Speaking with both of Israel’s main commercial TV networks, Channels 12 and 13, Dr. Tal Zaks predicted that the first doses would reach the Jewish state early next year. “It’s around the corner,” he said.

Zaks said final results would be available within several weeks.

“The supply to Israel is expected to come out of the first shipments from the European production line set up in Switzerland,” he told Channel 12. “I hope this happens at the beginning of 2021.

“I cannot give an exact number but I can guarantee that we are making every effort to supply the vaccines to Israel, as we promised,” Zaks added. “Israel is among the first group of countries that signed with us. We will fulfill our side of the agreement.”

The TV reports said Israel had purchased 1-2 million doses from Moderna. Zaks — whose mother lives in Ra’anana, and who said he hoped to be able to fly to visit her soon — said it would be enough for “a significant proportion” of the population.

Channel 13 quoted Israeli officials expressing regret that Israel hadn’t purchased more doses from Moderna. It said that medical teams, high-risk groups and pregnant women would be among the first to be vaccinated.

Moderna said earlier Monday that its vaccine appears to be 94.5% effective, according to preliminary data from the company’s still ongoing study. A week ago, competitor Pfizer Inc. announced its own COVID-19 vaccine appeared similarly effective — news that puts both companies on track to seek permission within weeks for emergency use in the US.

A nurse gives a volunteer an injection, as the world’s biggest study of a possible COVID-19 vaccine, developed by the US National Institutes of Health and Moderna Inc., gets underway on July 27, 2020, in Binghamton, NY. (AP Photo/Hans Pennink)

Prime Minister Benjamin Netanyahu announced in June that Israel had signed a deal with Moderna for a future coronavirus vaccine, without specifying the number of doses that would be supplied. Israel has paid a total of NIS 405 million ($120 million) to the US-based biotech firm, according to the Haaretz daily.

Last week, Israel also signed a deal with Pfizer for its vaccine.

Netanyahu said Moderna’s announcement is “excellent news for the State of Israel,” adding that his government’s goal was “to quickly bring as many vaccines from as many sources to as many citizens as possible.”

Health Minister Yuli Edelstein welcomed the news in a statement.

“Moderna was the first vaccine company that the Health Ministry signed a deal with, months ago,” he said. “The announcement by the company is excellent news for the Israeli people. The activities of the Health Ministry in recent months prove its effectiveness and success in locating, contracting and purchasing the leading vaccines on the market.

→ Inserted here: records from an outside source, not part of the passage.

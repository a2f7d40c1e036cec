//! # cron-providers
//!
//! Backends for [`cron_spi::AsynchronousStrategy`].
//!
//! - [`ThreadStrategy`] spawns one OS thread per call. Unbounded, no setup.
//! - [`SchedulerStrategy`] submits each call as an immediate one-shot job to a
//!   tokio-cron-scheduler instance with a bounded worker pool, and can fire
//!   [`cron_spi::TriggerSupplies`] after a delay.
//!
//! ## Usage
//!
//! ```ignore
//! use cron_providers::{AsyncConfig, Strategy};
//! use cron_spi::{AsynchronousStrategy, Invoker};
//!
//! let strategy = Strategy::from_config(&AsyncConfig::from_env()?);
//! strategy.init_method_invoker()?;
//!
//! let future = strategy.execute_and_return_future(Invoker::new("report", || build_report()))?;
//! let report = future.get_timeout(Duration::from_secs(30))?;
//!
//! strategy.shutdown_method_invoker();
//! ```

pub mod config;
pub mod scheduler;
pub mod strategy;
pub mod threads;

#[cfg(any(test, feature = "testing"))]
pub mod testing;

pub use config::{AsyncConfig, StrategyKind};
pub use scheduler::backend::{OneShotTrigger, Scheduler, SchedulerFactory, WorkerPool};
pub use scheduler::cron::{CronScheduler, CronSchedulerFactory};
pub use scheduler::job::{JobDataMap, JobDetail, JobExecutionContext, JobKey, ScheduledJob};
pub use scheduler::job_store::{JobStoreError, RamJobStore};
pub use scheduler::trigger_support::JobTriggerSupport;
pub use scheduler::{SchedulerConfig, SchedulerStrategy};
pub use strategy::Strategy;
pub use threads::ThreadStrategy;
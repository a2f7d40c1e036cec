//! Backend selection at configuration time.

use cron_spi::{AsyncError, AsynchronousStrategy, FutureResult, Invoker, StrategyState};
use tracing::info;

use crate::config::{AsyncConfig, StrategyKind};
use crate::scheduler::SchedulerStrategy;
use crate::threads::ThreadStrategy;

/// One of the available strategies, chosen once per process.
///
/// Call sites depend only on [`AsynchronousStrategy`], so switching backends
/// is a configuration change.
pub enum Strategy {
    Threads(ThreadStrategy),
    Scheduler(SchedulerStrategy),
}

impl Strategy {
    /// Build the configured backend. It still needs `init_method_invoker`.
    pub fn from_config(config: &AsyncConfig) -> Self {
        info!(strategy = %config.strategy, "selected asynchronous strategy");
        match config.strategy {
            StrategyKind::Threads => Strategy::Threads(ThreadStrategy::new()),
            StrategyKind::Scheduler => {
                Strategy::Scheduler(SchedulerStrategy::new(config.scheduler_config()))
            }
        }
    }

    pub fn as_scheduler(&self) -> Option<&SchedulerStrategy> {
        match self {
            Strategy::Scheduler(strategy) => Some(strategy),
            Strategy::Threads(_) => None,
        }
    }
}

impl AsynchronousStrategy for Strategy {
    fn name(&self) -> &'static str {
        match self {
            Strategy::Threads(s) => s.name(),
            Strategy::Scheduler(s) => s.name(),
        }
    }

    fn state(&self) -> StrategyState {
        match self {
            Strategy::Threads(s) => s.state(),
            Strategy::Scheduler(s) => s.state(),
        }
    }

    fn init_method_invoker(&self) -> Result<(), AsyncError> {
        match self {
            Strategy::Threads(s) => s.init_method_invoker(),
            Strategy::Scheduler(s) => s.init_method_invoker(),
        }
    }

    fn shutdown_method_invoker(&self) {
        match self {
            Strategy::Threads(s) => s.shutdown_method_invoker(),
            Strategy::Scheduler(s) => s.shutdown_method_invoker(),
        }
    }

    fn execute_without_return<V>(&self, invoker: Invoker<V>) -> Result<(), AsyncError>
    where
        V: Send + 'static,
    {
        match self {
            Strategy::Threads(s) => s.execute_without_return(invoker),
            Strategy::Scheduler(s) => s.execute_without_return(invoker),
        }
    }

    fn execute_and_return_future<V>(&self, invoker: Invoker<V>) -> Result<FutureResult<V>, AsyncError>
    where
        V: Send + 'static,
    {
        match self {
            Strategy::Threads(s) => s.execute_and_return_future(invoker),
            Strategy::Scheduler(s) => s.execute_and_return_future(invoker),
        }
    }
}
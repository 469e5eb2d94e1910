use actix_web::{web, App, HttpServer};
use db_infra::config::db::RuntimeEnv;
use db_infra::infra::db::build_app_pool;
use readit::routes;
use readit::state::AppState;
use readit::telemetry;

#[actix_web::main]
async fn main() -> std::io::Result<()> {
    telemetry::init_tracing();

    // Environment variables must be set by the runtime environment:
    // - Docker: Set via compose env_file or docker run --env-file
    // - Local dev: Source env files manually (e.g., set -a; . ./.env; set +a)
    let host = std::env::var("READIT_HOST").unwrap_or_else(|_| "0.0.0.0".to_string());
    let port = std::env::var("READIT_PORT")
        .unwrap_or_else(|_| "8080".to_string())
        .parse::<u16>()
        .unwrap_or_else(|_| {
            eprintln!("❌ READIT_PORT must be a valid port number");
            std::process::exit(1);
        });

    println!("🚀 Starting readit on http://{}:{}", host, port);

    let db = match build_app_pool(RuntimeEnv::Prod).await {
        Ok(db) => db,
        Err(e) => {
            eprintln!("❌ Failed to connect to the database: {e}");
            std::process::exit(1);
        }
    };

    println!("✅ Database connected");

    let data = web::Data::new(AppState::new(db));

    HttpServer::new(move || {
        App::new()
            .app_data(data.clone())
            .configure(routes::configure)
    })
    .bind((host.as_str(), port))?
    .run()
    .await
}
pub mod core;
pub mod locking;

pub use self::core::{build_admin_pool, build_app_pool, orchestrate_migration};
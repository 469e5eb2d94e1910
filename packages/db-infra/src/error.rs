use thiserror::Error;

#[derive(Debug, Error)]
pub enum DbInfraError {
    #[error("Configuration error: {message}")]
    Config { message: String },
}
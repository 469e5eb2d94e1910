use std::path::PathBuf;

use sea_orm::DbErr;
use thiserror::Error;

#[derive(Debug, Error)]
pub enum MigrateError {
    #[error("database is dirty at version {version}; fix the database and force the version")]
    Dirty { version: i64 },

    #[error("no migration found for version {version}")]
    NotFound { version: i64 },

    #[error("migration {version} has no down script")]
    MissingDownScript { version: i64 },

    #[error("invalid migration source: {message}")]
    InvalidSource { message: String },

    #[error("invalid version {version}")]
    InvalidVersion { version: i64 },

    #[error("database error: {0}")]
    Db(#[from] DbErr),

    #[error("io error on {path}: {source}")]
    Io {
        path: PathBuf,
        #[source]
        source: std::io::Error,
    },
}

impl MigrateError {
    pub(crate) fn io(path: &std::path::Path, source: std::io::Error) -> Self {
        Self::Io {
            path: path.to_path_buf(),
            source,
        }
    }
}
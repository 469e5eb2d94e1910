//! Versioned SQL migration engine.
//!
//! Migrations are `<version>_<name>.up.sql` / `.down.sql` script pairs in a
//! migrations directory. Applied state is a single row in
//! `schema_migrations` (version + dirty flag): the dirty flag is written
//! before each script runs and cleared after it succeeds, so an interrupted
//! run is visible and blocks further work until `force` resolves it.

use std::path::Path;

pub use sea_orm::{ConnectionTrait, DatabaseConnection};

pub mod create;
pub mod error;
pub mod plan;
pub mod runner;
pub mod source;

pub use create::{create_migration, CreatedMigration};
pub use error::MigrateError;
pub use runner::{read_version, VersionInfo};
pub use source::{SourceSet, NIL_VERSION};

#[derive(Debug, Clone)]
pub enum MigrationCommand {
    Up,
    Down { steps: u64 },
    Goto { version: i64 },
    Force { version: i64 },
    Version,
}

/// Execute a migration command against `db` using the scripts in `dir`.
/// Used by both the CLI and tests.
pub async fn migrate(
    db: &DatabaseConnection,
    dir: &Path,
    command: MigrationCommand,
) -> Result<(), MigrateError> {
    match command {
        MigrationCommand::Version => {
            let info = runner::read_version(db).await?;
            if info.is_nil() {
                tracing::info!("▶ version=nil dirty={}", info.dirty);
            } else {
                tracing::info!("▶ version={} dirty={}", info.version, info.dirty);
            }
            Ok(())
        }
        MigrationCommand::Force { version } => {
            runner::force_version(db, version).await?;
            tracing::info!("✅ forced version={version} dirty=false");
            Ok(())
        }
        MigrationCommand::Up
        | MigrationCommand::Down { .. }
        | MigrationCommand::Goto { .. } => run_planned(db, dir, command).await,
    }
}

async fn run_planned(
    db: &DatabaseConnection,
    dir: &Path,
    command: MigrationCommand,
) -> Result<(), MigrateError> {
    runner::ensure_version_table(db).await?;

    let before = runner::read_version(db).await?;
    if before.dirty {
        return Err(MigrateError::Dirty {
            version: before.version,
        });
    }

    let sources = SourceSet::load(dir)?;
    tracing::info!(
        "▶ cmd={command:?} dir={} defined={} current={}",
        dir.display(),
        sources.len(),
        before.version
    );

    let steps = match &command {
        MigrationCommand::Up => plan::plan_up(&sources, before.version),
        MigrationCommand::Down { steps } => plan::plan_down(&sources, before.version, *steps)?,
        MigrationCommand::Goto { version } => plan::plan_goto(&sources, before.version, *version)?,
        _ => unreachable!("run_planned only handles planned commands"),
    };

    if steps.is_empty() {
        tracing::info!("✅ {command:?} no change");
        return Ok(());
    }

    match runner::run_steps(db, &steps).await {
        Ok(()) => {
            let after = runner::read_version(db).await?;
            tracing::info!(
                "✅ {command:?} OK steps={} version {} -> {}",
                steps.len(),
                before.version,
                after.version
            );
            Ok(())
        }
        Err(e) => {
            tracing::error!("❌ {command:?} failed: {e}");
            Err(e)
        }
    }
}

/// Fast check used before taking the migration lock: true when the database
/// is clean and no source above the recorded version exists.
pub async fn is_up_to_date(db: &DatabaseConnection, dir: &Path) -> Result<bool, MigrateError> {
    let info = runner::read_version(db).await?;
    if info.dirty {
        return Ok(false);
    }
    let sources = SourceSet::load(dir)?;
    Ok(plan::plan_up(&sources, info.version).is_empty())
}
pub mod db;
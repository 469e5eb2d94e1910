use sea_orm::DatabaseConnection;

/// Shared application state handed to every handler.
#[derive(Clone)]
pub struct AppState {
    pub db: DatabaseConnection,
}

impl AppState {
    pub fn new(db: DatabaseConnection) -> Self {
        Self { db }
    }
}
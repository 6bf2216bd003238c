//! Recording implementations of callbacks and listener handlers

use std::sync::Arc;

use parking_lot::Mutex;

use crate::kafka::error::DemoError;
use crate::kafka::listener::Handler;
use crate::kafka::messages::{OutboundMessage, ReceivedMessage, RecordHeaders, SendResult};
use crate::kafka::producer::DeliveryCallback;

/// DeliveryCallback that remembers every outcome
#[derive(Debug, Default)]
pub struct RecordingCallback {
    successes: Mutex<Vec<SendResult>>,
    failures: Mutex<Vec<String>>,
}

impl RecordingCallback {
    pub fn successes(&self) -> usize {
        self.successes.lock().len()
    }

    pub fn failures(&self) -> usize {
        self.failures.lock().len()
    }

    pub fn last_error(&self) -> Option<String> {
        self.failures.lock().last().cloned()
    }
}

impl DeliveryCallback for RecordingCallback {
    fn on_success(&self, _message: &OutboundMessage, result: &SendResult) {
        self.successes.lock().push(*result);
    }

    fn on_failure(&self, _message: &OutboundMessage, error: &DemoError) {
        self.failures.lock().push(error.to_string());
    }
}

/// Collects what a listener handler was invoked with
#[derive(Debug, Default, Clone)]
pub struct RecordingHandler {
    seen: Arc<Mutex<Vec<(ReceivedMessage, RecordHeaders)>>>,
}

impl RecordingHandler {
    /// Handler closure feeding this recorder
    pub fn handler(&self) -> Handler {
        let seen = self.seen.clone();
        Arc::new(move |message: &ReceivedMessage, headers: &RecordHeaders| {
            seen.lock().push((message.clone(), headers.clone()));
        })
    }

    pub fn payloads(&self) -> Vec<String> {
        self.seen.lock().iter().map(|(m, _)| m.payload.clone()).collect()
    }

    pub fn headers(&self) -> Vec<RecordHeaders> {
        self.seen.lock().iter().map(|(_, h)| h.clone()).collect()
    }

    pub fn len(&self) -> usize {
        self.seen.lock().len()
    }
}
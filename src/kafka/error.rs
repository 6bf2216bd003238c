//! Demo error types
//!
//! One error enum covers configuration, publishing, consumption and
//! orchestration so that every layer can propagate with `?`.

use thiserror::Error;

/// Errors that can occur while producing, consuming or orchestrating
#[derive(Error, Debug)]
pub enum DemoError {
    /// Startup configuration is missing or malformed
    #[error("Invalid configuration: {0}")]
    Config(String),

    /// Caller supplied an empty topic or message
    #[error("Invalid argument: {0}")]
    InvalidArgument(String),

    /// Topic does not exist on the broker
    #[error("Unknown topic: {0}")]
    UnknownTopic(String),

    /// Partition index is not valid for the topic
    #[error("Unknown partition {partition} for topic '{topic}'")]
    UnknownPartition { topic: String, partition: i32 },

    /// Broker rejected or failed to acknowledge a publish
    #[error("Failed to publish to {topic}[{partition}]: {error}")]
    Publish {
        topic: String,
        partition: i32,
        error: String,
    },

    /// Broker cannot be reached
    #[error("Broker unavailable: {0}")]
    BrokerUnavailable(String),

    /// Consumer-side deserialization or transport failure
    #[error("Consumer error: {0}")]
    Consumer(String),

    /// Expected deliveries did not arrive in time
    #[error("Timed out after {timeout_ms}ms waiting on latch '{latch}' ({remaining} deliveries outstanding)")]
    LatchTimeout {
        latch: String,
        remaining: usize,
        timeout_ms: u64,
    },

    /// Error reported by librdkafka
    #[error("Kafka client error: {0}")]
    Kafka(#[from] rdkafka::error::KafkaError),

    /// IO error (property file access)
    #[error("IO error: {0}")]
    Io(#[from] std::io::Error),
}

impl DemoError {
    /// Whether this error is a latch timeout rather than a broker or usage failure
    pub fn is_timeout(&self) -> bool {
        matches!(self, DemoError::LatchTimeout { .. })
    }
}

/// Result type alias for demo operations
pub type Result<T> = std::result::Result<T, DemoError>;

#[cfg(test)]
mod tests {
    use super::*;

    #[test]
    fn test_publish_error_display() {
        let err = DemoError::Publish {
            topic: "partitioned".to_string(),
            partition: 7,
            error: "Local: Unknown partition".to_string(),
        };
        let msg = format!("{}", err);
        assert!(msg.contains("partitioned[7]"));
        assert!(msg.contains("Unknown partition"));
    }

    #[test]
    fn test_latch_timeout_display() {
        let err = DemoError::LatchTimeout {
            latch: "filter".to_string(),
            remaining: 1,
            timeout_ms: 10_000,
        };
        let msg = format!("{}", err);
        assert!(msg.contains("10000ms"));
        assert!(msg.contains("'filter'"));
        assert!(msg.contains("1 deliveries outstanding"));
        assert!(err.is_timeout());
    }

    #[test]
    fn test_io_error_conversion() {
        let io_err = std::io::Error::new(std::io::ErrorKind::NotFound, "no such file");
        let err: DemoError = io_err.into();
        assert!(format!("{}", err).contains("no such file"));
        assert!(!err.is_timeout());
    }

    #[test]
    fn test_unknown_partition_display() {
        let err = DemoError::UnknownPartition {
            topic: "topic1".to_string(),
            partition: -2,
        };
        assert_eq!(format!("{}", err), "Unknown partition -2 for topic 'topic1'");
    }
}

“At the same time, there is still a long way to go and we must not be complacent,” Edelstein warned.

An entrance to a Moderna, Inc., building, May 18, 2020, in Cambridge, Massachusetts. (AP Photo/Bill Sikes)

Moderna’s vaccine, created with the National Institutes of Health, is being studied in 30,000 volunteers who received either the real vaccination or a dummy shot. On Sunday, an independent monitoring board broke the code to examine 95 infections that were recorded starting two weeks after volunteers’ second dose — and discovered all but five illnesses occurred in participants who got the placebo.

The study is continuing, and Moderna acknowledged the protection rate might change as more COVID-19 infections are detected and added to the calculations. Also, it’s too soon to know how long protection lasts. Both cautions apply to Pfizer’s vaccine as well.

But Moderna’s independent monitors reported some additional, promising tidbits: All 11 severe COVID-19 cases were among placebo recipients, and there were no significant safety concerns.